§ **Material provided**

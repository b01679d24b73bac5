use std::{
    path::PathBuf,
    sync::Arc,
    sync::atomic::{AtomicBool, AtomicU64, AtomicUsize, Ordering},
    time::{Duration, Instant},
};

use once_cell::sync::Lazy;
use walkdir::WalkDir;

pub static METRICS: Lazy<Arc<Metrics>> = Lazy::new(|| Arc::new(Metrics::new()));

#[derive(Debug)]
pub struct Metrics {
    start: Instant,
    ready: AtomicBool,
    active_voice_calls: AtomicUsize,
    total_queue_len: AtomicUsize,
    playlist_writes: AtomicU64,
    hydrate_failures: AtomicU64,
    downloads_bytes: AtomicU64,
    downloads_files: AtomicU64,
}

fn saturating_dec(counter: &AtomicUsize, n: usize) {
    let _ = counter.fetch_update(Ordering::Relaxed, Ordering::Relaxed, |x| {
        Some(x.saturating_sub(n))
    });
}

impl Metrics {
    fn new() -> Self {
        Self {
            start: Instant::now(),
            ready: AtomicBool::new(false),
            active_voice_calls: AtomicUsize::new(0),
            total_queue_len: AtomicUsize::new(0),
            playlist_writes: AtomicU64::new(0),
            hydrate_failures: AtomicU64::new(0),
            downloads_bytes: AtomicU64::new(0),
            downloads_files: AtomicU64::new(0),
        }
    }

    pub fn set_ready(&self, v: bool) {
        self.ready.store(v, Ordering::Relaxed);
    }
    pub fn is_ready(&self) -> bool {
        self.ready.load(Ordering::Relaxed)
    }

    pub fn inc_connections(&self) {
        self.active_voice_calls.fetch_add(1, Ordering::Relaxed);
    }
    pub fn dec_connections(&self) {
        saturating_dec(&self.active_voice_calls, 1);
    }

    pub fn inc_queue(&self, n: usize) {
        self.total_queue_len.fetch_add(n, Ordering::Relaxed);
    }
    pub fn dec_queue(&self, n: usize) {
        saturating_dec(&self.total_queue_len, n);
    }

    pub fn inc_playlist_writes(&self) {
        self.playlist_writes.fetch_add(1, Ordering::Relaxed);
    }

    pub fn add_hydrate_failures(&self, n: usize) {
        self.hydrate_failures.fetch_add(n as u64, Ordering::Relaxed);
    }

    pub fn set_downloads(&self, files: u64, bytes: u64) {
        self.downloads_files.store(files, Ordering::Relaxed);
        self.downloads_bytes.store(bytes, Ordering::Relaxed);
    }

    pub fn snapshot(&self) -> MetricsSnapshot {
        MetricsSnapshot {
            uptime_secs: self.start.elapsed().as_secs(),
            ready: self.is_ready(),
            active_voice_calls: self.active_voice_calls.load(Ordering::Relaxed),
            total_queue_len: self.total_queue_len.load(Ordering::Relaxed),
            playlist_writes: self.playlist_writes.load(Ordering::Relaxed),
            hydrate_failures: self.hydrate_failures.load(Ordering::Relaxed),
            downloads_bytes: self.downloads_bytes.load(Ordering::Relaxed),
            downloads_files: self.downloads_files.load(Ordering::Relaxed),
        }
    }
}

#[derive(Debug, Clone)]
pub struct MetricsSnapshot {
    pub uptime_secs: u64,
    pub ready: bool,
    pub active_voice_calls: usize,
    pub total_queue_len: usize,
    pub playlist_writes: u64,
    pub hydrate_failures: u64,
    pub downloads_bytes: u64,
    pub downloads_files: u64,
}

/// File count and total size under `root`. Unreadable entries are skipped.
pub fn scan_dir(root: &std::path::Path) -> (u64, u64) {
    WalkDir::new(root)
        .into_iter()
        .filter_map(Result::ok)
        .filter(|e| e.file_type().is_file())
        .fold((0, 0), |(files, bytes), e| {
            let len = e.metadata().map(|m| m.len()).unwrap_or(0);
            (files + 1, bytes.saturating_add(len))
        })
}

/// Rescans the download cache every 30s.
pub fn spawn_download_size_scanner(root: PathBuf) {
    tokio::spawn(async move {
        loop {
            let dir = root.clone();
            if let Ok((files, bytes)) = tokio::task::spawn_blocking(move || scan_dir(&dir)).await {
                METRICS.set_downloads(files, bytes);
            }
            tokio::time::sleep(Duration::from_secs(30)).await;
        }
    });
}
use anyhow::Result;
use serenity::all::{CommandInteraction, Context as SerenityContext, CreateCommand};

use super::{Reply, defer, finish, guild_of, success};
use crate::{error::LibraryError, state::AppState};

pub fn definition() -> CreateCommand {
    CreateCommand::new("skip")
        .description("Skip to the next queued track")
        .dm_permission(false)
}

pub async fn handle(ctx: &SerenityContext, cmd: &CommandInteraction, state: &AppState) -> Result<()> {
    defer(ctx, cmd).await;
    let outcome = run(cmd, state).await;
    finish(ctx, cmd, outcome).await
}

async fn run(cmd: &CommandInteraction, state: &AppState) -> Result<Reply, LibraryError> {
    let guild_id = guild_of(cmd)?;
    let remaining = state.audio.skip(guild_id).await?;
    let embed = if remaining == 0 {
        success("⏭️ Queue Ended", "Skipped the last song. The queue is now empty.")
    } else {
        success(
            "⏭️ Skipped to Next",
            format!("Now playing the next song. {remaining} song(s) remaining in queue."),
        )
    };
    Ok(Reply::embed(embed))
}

---

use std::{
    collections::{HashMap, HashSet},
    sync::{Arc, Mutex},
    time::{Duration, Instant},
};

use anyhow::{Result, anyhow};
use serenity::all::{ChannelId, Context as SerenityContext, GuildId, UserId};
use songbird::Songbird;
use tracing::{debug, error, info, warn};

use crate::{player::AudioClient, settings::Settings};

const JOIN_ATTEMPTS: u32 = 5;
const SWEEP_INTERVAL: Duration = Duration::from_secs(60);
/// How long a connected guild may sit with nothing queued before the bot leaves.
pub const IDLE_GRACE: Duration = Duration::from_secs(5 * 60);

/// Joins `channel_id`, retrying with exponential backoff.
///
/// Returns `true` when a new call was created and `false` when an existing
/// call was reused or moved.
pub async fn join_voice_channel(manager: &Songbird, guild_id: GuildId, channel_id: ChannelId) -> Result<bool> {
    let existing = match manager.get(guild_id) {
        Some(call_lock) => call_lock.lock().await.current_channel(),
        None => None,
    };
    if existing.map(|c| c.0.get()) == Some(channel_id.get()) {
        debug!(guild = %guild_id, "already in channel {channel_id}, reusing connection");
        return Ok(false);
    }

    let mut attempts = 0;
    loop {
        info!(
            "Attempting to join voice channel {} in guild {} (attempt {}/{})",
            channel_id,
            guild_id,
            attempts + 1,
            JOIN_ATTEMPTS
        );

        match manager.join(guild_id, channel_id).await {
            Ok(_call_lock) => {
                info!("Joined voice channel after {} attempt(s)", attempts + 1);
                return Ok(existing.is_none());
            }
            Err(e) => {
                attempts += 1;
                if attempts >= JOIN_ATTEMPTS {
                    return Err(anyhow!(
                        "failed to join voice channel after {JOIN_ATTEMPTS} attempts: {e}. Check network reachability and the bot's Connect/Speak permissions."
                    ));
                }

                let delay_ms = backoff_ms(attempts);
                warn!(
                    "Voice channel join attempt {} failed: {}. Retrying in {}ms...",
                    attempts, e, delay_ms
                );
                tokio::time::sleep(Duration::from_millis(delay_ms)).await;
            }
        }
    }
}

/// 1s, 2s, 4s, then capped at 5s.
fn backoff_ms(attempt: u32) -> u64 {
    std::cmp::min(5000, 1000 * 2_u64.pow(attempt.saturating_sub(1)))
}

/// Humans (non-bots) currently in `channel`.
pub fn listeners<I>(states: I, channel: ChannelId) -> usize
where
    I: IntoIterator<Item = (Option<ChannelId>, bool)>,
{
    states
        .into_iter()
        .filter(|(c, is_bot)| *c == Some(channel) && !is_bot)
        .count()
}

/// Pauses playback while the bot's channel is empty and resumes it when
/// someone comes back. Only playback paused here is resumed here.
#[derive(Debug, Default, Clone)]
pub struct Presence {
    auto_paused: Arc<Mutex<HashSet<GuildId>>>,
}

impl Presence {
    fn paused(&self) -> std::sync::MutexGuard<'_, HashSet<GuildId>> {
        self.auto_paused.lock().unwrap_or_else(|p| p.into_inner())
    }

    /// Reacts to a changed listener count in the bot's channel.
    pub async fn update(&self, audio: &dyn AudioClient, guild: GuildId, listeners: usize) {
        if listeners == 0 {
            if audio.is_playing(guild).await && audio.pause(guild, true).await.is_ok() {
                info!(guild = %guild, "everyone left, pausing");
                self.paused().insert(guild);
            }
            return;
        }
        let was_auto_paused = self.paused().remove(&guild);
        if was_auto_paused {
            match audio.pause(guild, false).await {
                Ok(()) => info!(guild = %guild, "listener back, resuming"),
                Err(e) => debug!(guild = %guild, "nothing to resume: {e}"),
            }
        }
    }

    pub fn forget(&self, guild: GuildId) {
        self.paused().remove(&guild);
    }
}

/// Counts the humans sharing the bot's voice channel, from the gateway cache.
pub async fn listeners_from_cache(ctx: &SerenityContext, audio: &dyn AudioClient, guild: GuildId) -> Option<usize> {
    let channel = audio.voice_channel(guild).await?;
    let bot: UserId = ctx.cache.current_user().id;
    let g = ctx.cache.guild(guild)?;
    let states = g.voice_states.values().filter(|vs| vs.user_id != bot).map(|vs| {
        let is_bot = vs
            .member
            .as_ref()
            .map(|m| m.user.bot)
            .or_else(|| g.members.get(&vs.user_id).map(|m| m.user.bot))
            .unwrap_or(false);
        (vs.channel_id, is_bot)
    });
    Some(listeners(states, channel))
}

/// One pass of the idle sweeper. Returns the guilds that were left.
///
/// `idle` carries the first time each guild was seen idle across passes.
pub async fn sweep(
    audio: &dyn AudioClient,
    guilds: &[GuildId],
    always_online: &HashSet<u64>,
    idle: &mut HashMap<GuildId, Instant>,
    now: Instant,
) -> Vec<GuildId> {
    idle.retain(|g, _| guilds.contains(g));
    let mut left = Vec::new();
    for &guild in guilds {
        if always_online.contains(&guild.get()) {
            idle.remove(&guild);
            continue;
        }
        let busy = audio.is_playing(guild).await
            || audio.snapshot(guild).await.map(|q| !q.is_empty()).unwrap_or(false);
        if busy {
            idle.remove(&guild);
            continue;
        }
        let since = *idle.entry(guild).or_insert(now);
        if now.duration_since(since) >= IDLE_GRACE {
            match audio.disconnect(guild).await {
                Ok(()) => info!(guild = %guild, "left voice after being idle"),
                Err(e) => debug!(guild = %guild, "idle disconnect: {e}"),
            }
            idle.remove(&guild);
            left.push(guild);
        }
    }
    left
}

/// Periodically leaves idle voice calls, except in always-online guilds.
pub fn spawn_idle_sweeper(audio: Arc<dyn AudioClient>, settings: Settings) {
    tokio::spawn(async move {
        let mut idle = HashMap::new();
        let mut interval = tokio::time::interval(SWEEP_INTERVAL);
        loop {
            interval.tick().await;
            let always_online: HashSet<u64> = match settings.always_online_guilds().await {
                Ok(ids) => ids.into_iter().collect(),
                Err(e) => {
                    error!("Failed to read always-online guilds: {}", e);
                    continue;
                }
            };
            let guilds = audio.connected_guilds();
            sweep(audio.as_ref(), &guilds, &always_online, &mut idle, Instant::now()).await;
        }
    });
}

---

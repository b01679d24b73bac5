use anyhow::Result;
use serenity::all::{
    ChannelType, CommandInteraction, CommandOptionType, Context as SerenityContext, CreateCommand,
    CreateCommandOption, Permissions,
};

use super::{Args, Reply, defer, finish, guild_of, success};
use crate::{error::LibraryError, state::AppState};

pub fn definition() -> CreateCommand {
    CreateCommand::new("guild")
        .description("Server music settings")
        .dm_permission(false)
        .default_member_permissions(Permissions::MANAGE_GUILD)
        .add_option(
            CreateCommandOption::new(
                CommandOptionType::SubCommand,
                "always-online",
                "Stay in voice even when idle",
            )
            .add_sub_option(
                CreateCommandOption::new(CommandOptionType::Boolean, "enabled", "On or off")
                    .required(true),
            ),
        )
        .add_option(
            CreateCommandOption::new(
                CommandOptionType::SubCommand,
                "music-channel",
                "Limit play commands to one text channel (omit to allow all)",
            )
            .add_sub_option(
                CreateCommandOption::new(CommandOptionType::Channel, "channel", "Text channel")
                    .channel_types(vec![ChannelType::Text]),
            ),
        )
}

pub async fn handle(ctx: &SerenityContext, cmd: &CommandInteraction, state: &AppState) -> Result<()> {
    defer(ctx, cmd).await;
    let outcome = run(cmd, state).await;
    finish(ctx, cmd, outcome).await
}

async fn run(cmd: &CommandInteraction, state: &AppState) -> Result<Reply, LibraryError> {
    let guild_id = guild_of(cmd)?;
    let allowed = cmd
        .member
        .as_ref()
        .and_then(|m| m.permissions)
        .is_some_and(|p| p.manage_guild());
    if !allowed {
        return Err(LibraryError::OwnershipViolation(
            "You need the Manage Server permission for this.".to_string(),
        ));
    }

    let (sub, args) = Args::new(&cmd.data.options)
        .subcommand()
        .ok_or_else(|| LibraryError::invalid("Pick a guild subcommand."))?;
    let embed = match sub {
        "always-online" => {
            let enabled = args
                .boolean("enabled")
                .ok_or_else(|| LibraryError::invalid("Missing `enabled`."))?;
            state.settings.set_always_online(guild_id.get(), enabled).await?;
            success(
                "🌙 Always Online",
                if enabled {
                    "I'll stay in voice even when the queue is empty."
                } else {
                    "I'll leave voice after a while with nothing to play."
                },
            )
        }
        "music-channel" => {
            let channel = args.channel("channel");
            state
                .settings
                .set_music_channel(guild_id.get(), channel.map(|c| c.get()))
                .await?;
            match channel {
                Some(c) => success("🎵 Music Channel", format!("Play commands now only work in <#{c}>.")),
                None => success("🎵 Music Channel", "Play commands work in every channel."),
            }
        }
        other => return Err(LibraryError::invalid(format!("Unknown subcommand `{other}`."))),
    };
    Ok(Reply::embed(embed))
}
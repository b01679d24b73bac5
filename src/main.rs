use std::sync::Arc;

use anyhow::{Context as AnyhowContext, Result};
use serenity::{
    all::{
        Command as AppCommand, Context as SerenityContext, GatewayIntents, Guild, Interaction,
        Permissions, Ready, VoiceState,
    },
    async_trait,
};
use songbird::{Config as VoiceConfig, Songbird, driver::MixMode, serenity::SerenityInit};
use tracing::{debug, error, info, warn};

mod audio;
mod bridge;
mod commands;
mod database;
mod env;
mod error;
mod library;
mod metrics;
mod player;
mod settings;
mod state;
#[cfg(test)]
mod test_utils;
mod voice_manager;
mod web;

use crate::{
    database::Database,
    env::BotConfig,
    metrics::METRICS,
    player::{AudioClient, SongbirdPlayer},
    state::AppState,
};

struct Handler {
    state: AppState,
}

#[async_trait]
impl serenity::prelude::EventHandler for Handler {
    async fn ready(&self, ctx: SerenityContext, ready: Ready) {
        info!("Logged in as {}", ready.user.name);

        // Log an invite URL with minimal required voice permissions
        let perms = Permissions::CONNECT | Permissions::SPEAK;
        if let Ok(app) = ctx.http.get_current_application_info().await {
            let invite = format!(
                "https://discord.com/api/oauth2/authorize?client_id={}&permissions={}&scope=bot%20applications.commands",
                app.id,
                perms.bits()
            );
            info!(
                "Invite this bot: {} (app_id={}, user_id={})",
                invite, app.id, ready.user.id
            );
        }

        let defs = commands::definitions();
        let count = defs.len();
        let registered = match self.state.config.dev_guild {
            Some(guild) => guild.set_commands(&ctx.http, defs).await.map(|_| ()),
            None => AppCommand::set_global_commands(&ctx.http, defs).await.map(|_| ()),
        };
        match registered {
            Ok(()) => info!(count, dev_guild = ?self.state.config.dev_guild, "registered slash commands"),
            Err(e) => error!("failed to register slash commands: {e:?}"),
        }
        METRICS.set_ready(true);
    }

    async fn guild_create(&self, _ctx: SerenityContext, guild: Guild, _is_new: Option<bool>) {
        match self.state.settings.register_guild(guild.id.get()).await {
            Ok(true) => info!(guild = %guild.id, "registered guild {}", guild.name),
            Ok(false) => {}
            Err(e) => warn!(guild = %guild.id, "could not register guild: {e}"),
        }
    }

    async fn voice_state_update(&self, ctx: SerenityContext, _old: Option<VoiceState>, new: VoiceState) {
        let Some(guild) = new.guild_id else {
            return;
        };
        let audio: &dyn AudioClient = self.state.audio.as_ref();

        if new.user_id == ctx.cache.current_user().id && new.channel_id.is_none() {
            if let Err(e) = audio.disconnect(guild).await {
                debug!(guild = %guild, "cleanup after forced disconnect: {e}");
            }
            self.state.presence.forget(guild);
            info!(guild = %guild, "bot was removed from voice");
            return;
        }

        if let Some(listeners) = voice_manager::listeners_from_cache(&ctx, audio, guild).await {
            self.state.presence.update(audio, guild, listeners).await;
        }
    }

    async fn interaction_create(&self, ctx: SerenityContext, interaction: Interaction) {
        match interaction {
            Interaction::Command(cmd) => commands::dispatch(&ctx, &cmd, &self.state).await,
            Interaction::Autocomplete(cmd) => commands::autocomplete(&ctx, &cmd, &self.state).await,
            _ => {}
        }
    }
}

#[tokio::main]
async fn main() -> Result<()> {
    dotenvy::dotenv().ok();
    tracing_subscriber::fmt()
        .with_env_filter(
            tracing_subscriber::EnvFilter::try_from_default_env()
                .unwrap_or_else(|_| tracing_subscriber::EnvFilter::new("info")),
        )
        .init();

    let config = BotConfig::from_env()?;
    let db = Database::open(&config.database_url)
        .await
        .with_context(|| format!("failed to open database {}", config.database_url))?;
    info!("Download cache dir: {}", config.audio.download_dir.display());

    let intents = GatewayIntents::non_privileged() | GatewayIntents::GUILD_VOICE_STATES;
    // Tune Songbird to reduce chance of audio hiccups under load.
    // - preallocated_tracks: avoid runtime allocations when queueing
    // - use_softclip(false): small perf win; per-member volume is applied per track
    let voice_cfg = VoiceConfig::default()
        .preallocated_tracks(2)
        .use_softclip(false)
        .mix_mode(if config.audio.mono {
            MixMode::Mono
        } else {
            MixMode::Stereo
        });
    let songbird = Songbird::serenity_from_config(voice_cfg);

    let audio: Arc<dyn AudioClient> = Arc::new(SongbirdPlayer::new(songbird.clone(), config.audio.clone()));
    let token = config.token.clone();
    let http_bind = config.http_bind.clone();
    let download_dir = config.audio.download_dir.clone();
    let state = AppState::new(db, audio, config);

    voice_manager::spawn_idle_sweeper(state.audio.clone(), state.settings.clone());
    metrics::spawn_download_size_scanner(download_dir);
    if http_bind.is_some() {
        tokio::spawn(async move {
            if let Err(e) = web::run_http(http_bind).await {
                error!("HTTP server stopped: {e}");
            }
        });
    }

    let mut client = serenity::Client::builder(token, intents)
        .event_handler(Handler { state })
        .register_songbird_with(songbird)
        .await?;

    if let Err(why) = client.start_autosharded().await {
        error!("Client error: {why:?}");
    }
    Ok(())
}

§ **Exercise details**
Going through the data above, state how many lines include the word "ChannelType"; only that number is needed.

§ **Expected output**
2